March 12, 2019 - Silicon Valley Wants a Landmark

Zachary Weiss

What comes to mind when you think of Silicon Valley? There are the impressive triumphs, the shocking scandals, that zip-up hoodie uniform, and much more—but no massive monument to speak of. Silicon Valley’s number of landmarks pales in comparison to other power-wielding hubs around the world, where the Statue of Liberty, the Space Needle, the Eiffel Tower, and other icons reflect their cities' high-profile reputations. Now, a select group of Silicon Valley citizens thinks it's time for a change.

Later this month, the San Jose City Council is set to vote on a measure to open an international design competition that will select plans for a new monument honoring the advancements that have come from Silicon Valley.

Given the area's 48-year history, brief compared to that of monument-filled cities around the world, critics have contended that any proposed monument is unlikely to enter the same collective consciousness as those elsewhere. Instead, it could put itself at risk of becoming a punch line.
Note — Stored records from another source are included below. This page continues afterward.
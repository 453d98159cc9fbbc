//! # Scheduler Module
//!
//! The dispatcher: consumes submitted requests from a bounded intake,
//! applies per-slot throttling, and launches isolated fetch-and-callback
//! work units.
//!
//! ## Overview
//!
//! Submissions enter through [`Scheduler::yield_request`], which validates
//! the request, resolves its handler names against the registry, and fails
//! fast with an "exceeded maximum" error when the intake is at capacity.
//! Accepted requests are picked up by the dispatch loop, which spawns one
//! work unit per request: the unit waits for its slot's token (racing the
//! task's cancellation signal), performs the Download through the middleware
//! chain, builds the response, and invokes the resolved callback.
//!
//! ## Isolation
//!
//! Each work unit is recovered at its boundary: a panic inside a callback is
//! converted into an error carrying the panic message and a captured
//! backtrace, routed to the request's errback, and the dispatcher keeps
//! processing subsequent requests. The request counter is decremented
//! exactly once per accepted request regardless of outcome.
//!
//! Items yielded by callbacks flow through a second bounded intake into the
//! pipeline chain, processed by a pool capped at the configured pipeline
//! concurrency.

pub mod extra;
pub mod slot;

use crate::context::Context;
use crate::downloader::Downloader;
use crate::error::CrawlError;
use crate::filter::Filter;
use crate::handler::HandlerRegistry;
use crate::middleware::MiddlewareSet;
use crate::pipeline::{Item, ItemOutcome, PipelineSet};
use crate::request::Request;
use crate::response::Response;
use crate::state::StateCounter;
use crate::stats::StatCollector;
use extra::ExtraExchange;
use futures_util::FutureExt;
use kanal::{AsyncReceiver, AsyncSender, bounded_async};
use parking_lot::Mutex;
use slot::SlotRegistry;
use std::any::Any;
use std::backtrace::Backtrace;
use std::panic::AssertUnwindSafe;
use std::sync::Arc;
use std::sync::atomic::{AtomicBool, Ordering};
use std::time::Duration;
use tokio::sync::Semaphore;
use tokio::task::JoinSet;
use tokio_util::sync::CancellationToken;
use tracing::{debug, error, trace, warn};

struct Submission {
    ctx: Context,
    request: Request,
}

/// Everything a scheduler is wired with at construction.
pub(crate) struct SchedulerParts {
    pub handlers: Arc<HandlerRegistry>,
    pub downloader: Arc<dyn Downloader>,
    pub middlewares: Arc<MiddlewareSet>,
    pub pipelines: Arc<PipelineSet>,
    pub filter: Arc<Filter>,
    pub stats: Arc<StatCollector>,
    pub request_state: Arc<StateCounter>,
    pub item_state: Arc<StateCounter>,
    pub cancel: CancellationToken,
    pub max_requests: usize,
    pub pipeline_concurrency: usize,
    pub default_interval: Option<Duration>,
    pub queue_timeout: Duration,
}

/// One task's dispatcher.
pub struct Scheduler {
    max_requests: usize,
    queue_timeout: Duration,
    request_tx: AsyncSender<Submission>,
    request_rx: Mutex<Option<AsyncReceiver<Submission>>>,
    item_tx: AsyncSender<Box<dyn Item>>,
    item_rx: Mutex<Option<AsyncReceiver<Box<dyn Item>>>>,
    slots: SlotRegistry,
    extras: ExtraExchange,
    handlers: Arc<HandlerRegistry>,
    downloader: Arc<dyn Downloader>,
    middlewares: Arc<MiddlewareSet>,
    pipelines: Arc<PipelineSet>,
    filter: Arc<Filter>,
    request_state: Arc<StateCounter>,
    item_state: Arc<StateCounter>,
    stats: Arc<StatCollector>,
    cancel: CancellationToken,
    pipeline_concurrency: usize,
    started: AtomicBool,
}
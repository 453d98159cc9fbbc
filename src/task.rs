//! # Task Module
//!
//! The controller binding one crawl entry invocation to its completion
//! tracking.
//!
//! ## Overview
//!
//! A [`Task`] owns a request counter and an item counter combined into a
//! [`MultiState`](crate::state::MultiState), one scheduler instance, and the
//! job metadata naming the registered entry point. Its status machine is
//! `Pending → Running → Success | Failure`; terminal states are absorbing.
//!
//! Completion is detected, never signalled: when the entry handler returns,
//! both counters are closed, and the instant every counter is closed with a
//! combined count of zero the task finalizes as `Success`. An explicit stop
//! or an upstream cancellation before natural drain finalizes it as
//! `Failure` with a recorded stop reason.

use crate::context::Context;
use crate::error::CrawlError;
use crate::scheduler::{Scheduler, panic_message};
use crate::state::MultiState;
use parking_lot::Mutex;
use std::panic::AssertUnwindSafe;
use std::sync::Arc;
use std::time::Instant;
use futures_util::FutureExt;
use tokio::sync::watch;
use tokio_util::sync::CancellationToken;
use tracing::{info, warn};

/// Lifecycle states of a task.
#[derive(Debug, Clone, Copy, PartialEq, Eq)]
pub enum TaskStatus {
    /// Created, not yet started.
    Pending,
    /// Scheduler started, work in flight.
    Running,
    /// Both counters closed and drained with no outstanding error.
    Success,
    /// Explicit stop or upstream cancellation before natural drain.
    Failure,
}

impl TaskStatus {
    pub fn is_terminal(&self) -> bool {
        matches!(self, TaskStatus::Success | TaskStatus::Failure)
    }
}

/// Metadata naming the crawl entry point and its arguments.
#[derive(Debug, Clone)]
pub struct Job {
    pub entry: String,
    pub args: serde_json::Value,
}

impl Job {
    pub fn new(entry: impl Into<String>) -> Self {
        Job {
            entry: entry.into(),
            args: serde_json::Value::Null,
        }
    }

    pub fn with_args(mut self, args: serde_json::Value) -> Self {
        self.args = args;
        self
    }
}

/// One execution of a crawl entry point.
pub struct Task {
    id: String,
    job: Job,
    scheduler: Arc<Scheduler>,
    cancel: CancellationToken,
    status_tx: watch::Sender<TaskStatus>,
    stop_reason: Mutex<Option<String>>,
    start_time: Mutex<Option<Instant>>,
}

impl Task {
    pub(crate) fn create(
        id: String,
        job: Job,
        scheduler: Arc<Scheduler>,
        cancel: CancellationToken,
        multi: MultiState,
    ) -> Arc<Self> {
        let (status_tx, _) = watch::channel(TaskStatus::Pending);
        let task = Arc::new(Task {
            id,
            job,
            scheduler,
            cancel,
            status_tx,
            stop_reason: Mutex::new(None),
            start_time: Mutex::new(None),
        });

        let weak = Arc::downgrade(&task);
        multi.on_drained(move || {
            if let Some(task) = weak.upgrade() {
                tokio::spawn(async move { task.stop(None).await });
            }
        });

        task
    }

    pub fn id(&self) -> &str {
        &self.id
    }

    pub fn job(&self) -> &Job {
        &self.job
    }

    pub fn status(&self) -> TaskStatus {
        *self.status_tx.borrow()
    }

    /// The recorded reason a task finalized as `Failure`.
    pub fn stop_reason(&self) -> Option<String> {
        self.stop_reason.lock().clone()
    }

    pub fn started_at(&self) -> Option<Instant> {
        *self.start_time.lock()
    }

    /// Signals upstream cancellation: pending limiter waits unblock, the
    /// task transitions to `Failure`. Work already started is not
    /// terminated.
    pub fn cancel(&self) {
        self.cancel.cancel();
    }

    /// Starts the scheduler and invokes the registered entry point.
    ///
    /// Fails when the task already left `Pending`, or when the entry name
    /// has no registration; setup failures abort the task before any unit
    /// runs.
    pub fn start(self: &Arc<Self>) -> Result<(), CrawlError> {
        if self.status() != TaskStatus::Pending {
            return Err(CrawlError::TaskStopped(format!(
                "task {} already started",
                self.id
            )));
        }

        let entry = match self.scheduler.handlers().entry(&self.job.entry) {
            Ok(entry) => entry,
            Err(e) => {
                let reason = e.to_string();
                self.try_terminalize(TaskStatus::Failure, Some(reason));
                return Err(e);
            }
        };

        self.status_tx.send_replace(TaskStatus::Running);
        *self.start_time.lock() = Some(Instant::now());
        info!(task = %self.id, entry = %self.job.entry, "task started");

        self.scheduler.start();

        let watcher = Arc::clone(self);
        tokio::spawn(async move {
            watcher.cancel.cancelled().await;
            watcher.stop(Some("task cancelled".to_string())).await;
        });

        let task = Arc::clone(self);
        let ctx = Context::new(
            self.id.clone(),
            Arc::clone(&self.scheduler),
            self.cancel.clone(),
        );
        let args = self.job.args.clone();
        tokio::spawn(async move {
            match AssertUnwindSafe(entry(ctx, args)).catch_unwind().await {
                Ok(Ok(())) => {
                    // Seeding is done; from here zero combined count means
                    // the crawl has drained.
                    task.scheduler.request_state().close();
                    task.scheduler.item_state().close();
                }
                Ok(Err(e)) => task.stop(Some(format!("entry failed: {e}"))).await,
                Err(panic) => {
                    let message = panic_message(panic.as_ref());
                    task.stop(Some(format!("entry panicked: {message}"))).await;
                }
            }
        });

        Ok(())
    }

    /// Resolves once the task reaches a terminal state.
    pub async fn wait(&self) -> TaskStatus {
        let mut rx = self.status_tx.subscribe();
        loop {
            let status = *rx.borrow_and_update();
            if status.is_terminal() {
                return status;
            }
            if rx.changed().await.is_err() {
                return self.status();
            }
        }
    }

    /// Finalizes the task. `None` records a natural drain (`Success`); any
    /// reason records `Failure`. The first terminal transition wins; later
    /// calls are no-ops.
    pub(crate) async fn stop(&self, reason: Option<String>) {
        let status = if reason.is_some() {
            TaskStatus::Failure
        } else {
            TaskStatus::Success
        };
        if !self.try_terminalize(status, reason) {
            return;
        }

        match status {
            TaskStatus::Failure => warn!(
                task = %self.id,
                reason = self.stop_reason().as_deref().unwrap_or(""),
                "task failed"
            ),
            _ => info!(task = %self.id, "task succeeded"),
        }

        self.scheduler.shutdown().await;
    }

    fn try_terminalize(&self, status: TaskStatus, reason: Option<String>) -> bool {
        // The reason lock serializes racing terminal writers, so the
        // recorded reason always belongs to the winning transition.
        let mut reason_slot = self.stop_reason.lock();
        let changed = self.status_tx.send_if_modified(|current| {
            if current.is_terminal() {
                return false;
            }
            *current = status;
            true
        });
        if changed {
            *reason_slot = reason;
        }
        changed
    }
}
What Silicon Valley does have is a trove of cash. The median home value in the area, according to Zillow, stands at $1,245,800, while the national median is just $225,300. And the area's dominance in the tech sector has long attracted blue-chip architects, such as Frank Gehry, Bjarke Ingels, and Norman Foster, who have partnered with Facebook, Google, and Apple on their campuses, respectively.

Silicon Valley residents have raised $1 million for the San Jose Light Tower Corporation to spearhead the landmark initiative, with more funding expected to arrive in the coming weeks. If all goes according to plan, and a measure is passed by local government, a monument could be constructed in the local Arena Green park as soon as 2021.